Wednesday, November 5, 2008

Is 50.6% a Win for Rail?

Official results for Oahu can be found from the state office of elections:
http://hawaii.gov/elections/results/2008/general/files/cch.pdf

One can see that all state and county questions passed or failed by a clear margin, except for the rail question for which the votes and percentages were:

YES 155,880 (50.6%)
NO 140,623 (45.6%)
Blank Votes 11,441 (3.7%)

If one accounts for the disproportional promotion, support from several special interest groups, and powerful "old boy" backing, then the result is not only surprising but it is embarrassing to the pro-rail cause.

Recall this poll reported in The Honolulu Advertiser putting rail support at 59%. It came in late August 2008 (http://www.honoluluadvertiser.com/article/20080827/NEWS09/808270388/-1/NEWS09), well before the October advertising storm by rail supporters: "Another rail poll, similar results: 59 percent of voters in People's Pulse survey back $3.7 billion project. That 59 percent level compares with 38 percent of voters who opposed the project, according to the People's Pulse poll ..." The problem is that the election votes in support of rail are barely over 50% and nowhere near 59%!

Proponents of rail had a $110 million engineering and marketing team and flooded airwaves, TV screens and print media. In comparison, opponents had peanuts; they did no TV promotion and only minimal print media promotion.

I understand and support elections of officials with a 0.6% or even a 0.01% margin. The elected person will stay in office for a limited and prescribed amount of time.

However, moving ahead with a multibillion dollar infrastructure project with a life cycle of over 100 years on a 0.6% "advantage" is an entirely different choice. Clearly 49.4% of the voters did not say yes to the project.

We can boot a crooked or ineffective elected official or re-write a bad law or amendment. But we cannot undo a multibillion piece of infrastructure which will cost us roughly three times the annual City budget. A two thirds majority would have been appropriate for this choice.

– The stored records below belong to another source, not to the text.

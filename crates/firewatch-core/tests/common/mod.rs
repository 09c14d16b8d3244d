#![allow(dead_code)]

use std::collections::HashMap;
use std::fs;
use std::path::PathBuf;
use std::sync::Mutex;
use std::time::Duration;

use async_trait::async_trait;
use chrono::NaiveDate;
use firewatch_core::boundary::BoundaryPolygonSet;
use firewatch_core::error::FetchError;
use firewatch_core::feeds::FeedUrlSet;
use firewatch_core::fetch::ContentFetcher;
use firewatch_core::geometry::Crs;
use geo::{LineString, MultiPolygon, Polygon};

pub const MAP_KEY: &str = "0123456789abcdef0123456789ABCDEF";

pub fn fixture(name: &str) -> String {
    let base = PathBuf::from(env!("CARGO_MANIFEST_DIR"));
    let full_path = base.join("../firewatch-parser/tests/data").join(name);
    fs::read_to_string(&full_path)
        .unwrap_or_else(|err| panic!("failed to read fixture {}: {}", full_path.display(), err))
}

pub fn today() -> NaiveDate {
    NaiveDate::from_ymd_opt(2024, 1, 3).unwrap()
}

#[derive(Debug, Clone)]
pub enum FakeResponse {
    Body(String),
    Status(u16),
}

/// In-memory fetcher that counts requests per URL.
#[derive(Debug, Default)]
pub struct FakeFetcher {
    responses: Mutex<HashMap<String, FakeResponse>>,
    calls: Mutex<HashMap<String, usize>>,
    delay: Option<Duration>,
}

impl FakeFetcher {
    pub fn new() -> Self {
        Self::default()
    }

    pub fn with_delay(mut self, delay: Duration) -> Self {
        self.delay = Some(delay);
        self
    }

    pub fn respond(&self, url: &str, response: FakeResponse) {
        self.responses
            .lock()
            .unwrap()
            .insert(url.to_string(), response);
    }

    pub fn calls(&self, url: &str) -> usize {
        self.calls.lock().unwrap().get(url).copied().unwrap_or(0)
    }

    pub fn total_calls(&self) -> usize {
        self.calls.lock().unwrap().values().sum()
    }
}

#[async_trait]
impl ContentFetcher for FakeFetcher {
    async fn fetch(&self, url: &str) -> Result<String, FetchError> {
        *self.calls.lock().unwrap().entry(url.to_string()).or_default() += 1;
        if let Some(delay) = self.delay {
            tokio::time::sleep(delay).await;
        }
        let response = self.responses.lock().unwrap().get(url).cloned();
        match response {
            Some(FakeResponse::Body(body)) => Ok(body),
            Some(FakeResponse::Status(status)) if status == 403 || status == 429 => {
                Err(FetchError::RateLimited {
                    target: url.to_string(),
                    status,
                })
            }
            Some(FakeResponse::Status(status)) => Err(FetchError::Status {
                target: url.to_string(),
                status,
            }),
            None => Err(FetchError::Status {
                target: url.to_string(),
                status: 404,
            }),
        }
    }
}

/// Serves the three FIRMS fixtures for `urls`.
pub fn firms_fetcher(urls: &FeedUrlSet) -> FakeFetcher {
    let fetcher = FakeFetcher::new();
    let fixtures = ["modis_nrt.csv", "viirs_noaa20_nrt.csv", "viirs_snpp_nrt.csv"];
    for ((_, url), name) in urls.iter().zip(fixtures) {
        fetcher.respond(url, FakeResponse::Body(fixture(name)));
    }
    fetcher
}

/// Axis-aligned rectangle in EPSG:4326.
pub fn rectangle(name: &str, min_lon: f64, min_lat: f64, max_lon: f64, max_lat: f64) -> BoundaryPolygonSet {
    let exterior = LineString::from(vec![
        (min_lon, min_lat),
        (max_lon, min_lat),
        (max_lon, max_lat),
        (min_lon, max_lat),
        (min_lon, min_lat),
    ]);
    BoundaryPolygonSet {
        display_name: name.to_string(),
        polygons: MultiPolygon(vec![Polygon::new(exterior, vec![])]),
        crs: Crs::Wgs84,
    }
}

/// Rectangle covering the West African detections in the fixtures.
pub fn test_boundary() -> BoundaryPolygonSet {
    rectangle("Testland", 0.7, 6.0, 3.9, 12.5)
}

Of course, in the short term the railroading process is likely to proceed unabated, but in the longer term a permanent derailment is likely.

Sunday, November 2, 2008

Proposed 19 Mile Rail for Oahu. Bottom Line Benefit: 1% Increase in Transit Trips

Since 2006 I have been saying that the proposed rail on Oahu is nothing short of a joke. The just-released 2008 Draft Environmental Impact Statement (DEIS) proves this. Table 3-13 shows that transit share will increase from 6% to 7%. Auto based trips change from 82% to 80%, and walk-and-bike trips are 12%.

No administrator in his or her right mind would advocate the expenditure of five billion dollars for an 1% gain in the share of transit trips. The correct priorities would be to fix the sidewalks and build traffic and bike lanes. Not in Honolulu where administrators are proud to provide TheBoat at a taxpayer subsidy of $42 per trip!

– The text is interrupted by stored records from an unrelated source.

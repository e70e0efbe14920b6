use std::io::{self, Write};
use std::path::{Path, PathBuf};

use tokio::{fs, task};

use crate::core::LocalImagesError;

/// Writes `data` to `path`, creating intermediate directories
///
/// The bytes land in a hidden `.part` sibling first and are renamed into
/// place, so the final name never refers to a half-written file. An existing
/// file is replaced.
pub async fn store(path: &Path, data: &[u8]) -> Result<(), LocalImagesError> {
    let parent = path
        .parent()
        .ok_or_else(|| LocalImagesError::persistence(path, "path has no parent directory"))?;

    fs::create_dir_all(parent)
        .await
        .map_err(|e| LocalImagesError::persistence(parent, e.to_string()))?;

    let directory = parent.to_path_buf();
    let target = path.to_path_buf();
    let data = data.to_vec();

    task::spawn_blocking(move || write_and_persist(&directory, &target, &data))
        .await
        .map_err(|e| LocalImagesError::persistence(path, e.to_string()))?
}

/// Every write gets its own uniquely named temporary file, so concurrent
/// stores of the same asset never share one.
fn write_and_persist(directory: &Path, path: &Path, data: &[u8]) -> Result<(), LocalImagesError> {
    let file_name = path
        .file_name()
        .map(|name| name.to_string_lossy().into_owned())
        .unwrap_or_default();

    let mut temporary = tempfile::Builder::new()
        .prefix(&format!(".{file_name}."))
        .suffix(".part")
        .tempfile_in(directory)
        .map_err(|e| LocalImagesError::persistence(directory, e.to_string()))?;

    temporary
        .write_all(data)
        .map_err(|e| LocalImagesError::persistence(temporary.path(), e.to_string()))?;

    temporary
        .persist(path)
        .map_err(|e| LocalImagesError::persistence(path, e.error.to_string()))?;

    Ok(())
}

/// Looks for a previously stored asset named `stem` or `stem.{extension}`
///
/// Entries are compared in name order, so the answer does not depend on the
/// order the filesystem lists them in. A missing directory means nothing was
/// stored yet.
pub async fn find_existing(dir: &Path, stem: &str) -> io::Result<Option<PathBuf>> {
    let mut entries = match fs::read_dir(dir).await {
        Ok(entries) => entries,
        Err(e) if e.kind() == io::ErrorKind::NotFound => return Ok(None),
        Err(e) => return Err(e),
    };

    let mut candidates: Vec<String> = Vec::new();

    while let Some(entry) = entries.next_entry().await? {
        if !entry.file_type().await?.is_file() {
            continue;
        }

        let file_name = entry.file_name().to_string_lossy().into_owned();
        if is_stored_variant(&file_name, stem) {
            candidates.push(file_name);
        }
    }

    candidates.sort();

    Ok(candidates.into_iter().next().map(|name| dir.join(name)))
}

fn is_stored_variant(file_name: &str, stem: &str) -> bool {
    if file_name == stem {
        return true;
    }

    match file_name
        .strip_prefix(stem)
        .and_then(|rest| rest.strip_prefix('.'))
    {
        Some(extension) => !extension.is_empty() && !extension.contains('.'),
        None => false,
    }
}
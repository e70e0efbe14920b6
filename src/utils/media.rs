use crate::core::LocalImagesError;

/// Magic byte signatures; `.` matches any byte
const FILE_SIGNATURES: [[&[u8]; 2]; 22] = [
    // Image
    [b"GIF87a", b"image/gif"],
    [b"GIF89a", b"image/gif"],
    [b"\xFF\xD8\xFF", b"image/jpeg"],
    [b"\x89PNG\x0D\x0A\x1A\x0A", b"image/png"],
    [b"RIFF....WEBP", b"image/webp"],
    [b"\x00\x00\x01\x00", b"image/x-icon"],
    [b"....ftypavif", b"image/avif"],
    [b"BM", b"image/bmp"],
    [b"II*\x00", b"image/tiff"],
    [b"MM\x00*", b"image/tiff"],
    // Audio
    [b"ID3", b"audio/mpeg"],
    [b"\xFF\x0E", b"audio/mpeg"],
    [b"\xFF\x0F", b"audio/mpeg"],
    [b"OggS", b"audio/ogg"],
    [b"RIFF....WAVEfmt ", b"audio/wav"],
    [b"fLaC", b"audio/x-flac"],
    // Video
    [b"RIFF....AVI LIST", b"video/avi"],
    [b"....ftyp", b"video/mp4"],
    [b"\x00\x00\x01\x0B", b"video/mpeg"],
    [b"....moov", b"video/quicktime"],
    [b"\x1A\x45\xDF\xA3", b"video/webm"],
    [b"\x00\x00\x01\xBA", b"video/mpeg"],
];

/// Media types paired with the extension appended for them
const MEDIA_TYPE_EXTENSIONS: &[(&str, &str)] = &[
    ("image/gif", "gif"),
    ("image/jpeg", "jpg"),
    ("image/png", "png"),
    ("image/svg+xml", "svg"),
    ("image/webp", "webp"),
    ("image/x-icon", "ico"),
    ("image/avif", "avif"),
    ("image/bmp", "bmp"),
    ("image/tiff", "tif"),
    ("audio/mpeg", "mp3"),
    ("audio/ogg", "ogg"),
    ("audio/wav", "wav"),
    ("audio/x-flac", "flac"),
    ("video/avi", "avi"),
    ("video/mp4", "mp4"),
    ("video/mpeg", "mpeg"),
    ("video/quicktime", "mov"),
    ("video/webm", "webm"),
];

/// How many leading bytes are searched for an inline SVG root element
const SVG_SNIFF_WINDOW: usize = 1024;

fn signature_matches(signature: &[u8], data: &[u8]) -> bool {
    data.len() >= signature.len()
        && signature
            .iter()
            .zip(data)
            .all(|(expected, actual)| *expected == b'.' || expected == actual)
}

fn looks_like_svg(data: &[u8]) -> bool {
    let window = &data[..data.len().min(SVG_SNIFF_WINDOW)];
    let text = String::from_utf8_lossy(window);
    let text = text.trim_start_matches('\u{feff}').trim_start();

    (text.starts_with("<svg") || text.starts_with("<?xml") || text.starts_with("<!DOCTYPE svg"))
        && text.contains("<svg")
}

/// Determines the media type of data based on its content signature
pub fn detect_media_type(data: &[u8]) -> Option<&'static str> {
    for signature in &FILE_SIGNATURES {
        if signature_matches(signature[0], data) {
            return std::str::from_utf8(signature[1]).ok();
        }
    }

    if looks_like_svg(data) {
        return Some("image/svg+xml");
    }

    None
}

/// Determines the media type based on file extension
pub fn detect_media_type_by_file_name(file_name: &str) -> Option<&'static str> {
    let (_, extension) = file_name.rsplit_once('.')?;
    let extension = extension.to_lowercase();

    let media_type = match extension.as_str() {
        "png" => "image/png",
        "jpg" | "jpeg" | "jpe" | "jfif" => "image/jpeg",
        "gif" => "image/gif",
        "webp" => "image/webp",
        "svg" => "image/svg+xml",
        "ico" => "image/x-icon",
        "avif" => "image/avif",
        "bmp" => "image/bmp",
        "tif" | "tiff" => "image/tiff",
        "mp3" => "audio/mpeg",
        "ogg" => "audio/ogg",
        "wav" => "audio/wav",
        "flac" => "audio/x-flac",
        "mp4" => "video/mp4",
        "avi" => "video/avi",
        "mov" => "video/quicktime",
        "webm" => "video/webm",
        "mpeg" | "mpg" => "video/mpeg",
        _ => return None,
    };

    Some(media_type)
}

/// File extension used for a given media type
pub fn extension_for_media_type(media_type: &str) -> Option<&'static str> {
    MEDIA_TYPE_EXTENSIONS
        .iter()
        .find(|(known, _)| known.eq_ignore_ascii_case(media_type))
        .map(|(_, extension)| *extension)
}

/// Makes sure a base file name carries an extension
///
/// Names that already end in a recognized extension are returned unchanged;
/// anything else gets the extension inferred from the downloaded bytes.
pub fn resolve_extension(base: &str, data: &[u8]) -> Result<String, LocalImagesError> {
    if detect_media_type_by_file_name(base).is_some() {
        return Ok(base.to_string());
    }

    detect_media_type(data)
        .and_then(extension_for_media_type)
        .map(|extension| format!("{base}.{extension}"))
        .ok_or_else(|| LocalImagesError::UnknownExtension {
            file_name: base.to_string(),
        })
}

Here is the breakdown of daily trips on weekdays as in DEIS page 3-18:
  • 2007 No Rail = 184,000 total transit trips (on bus)
  • 2030 No Rail = 226,000 total transit trips (on bus)
  • 2030 With Rail = 249,200 total transit trips (on bus and rail)

Notice the tiny benefit of rail. And to put it in perspective, that's out of more than four (4) million daily trips on Oahu!

This result evokes the paraphrasing of Churchill... Never before so many paid so much, to benefit so few and by so little.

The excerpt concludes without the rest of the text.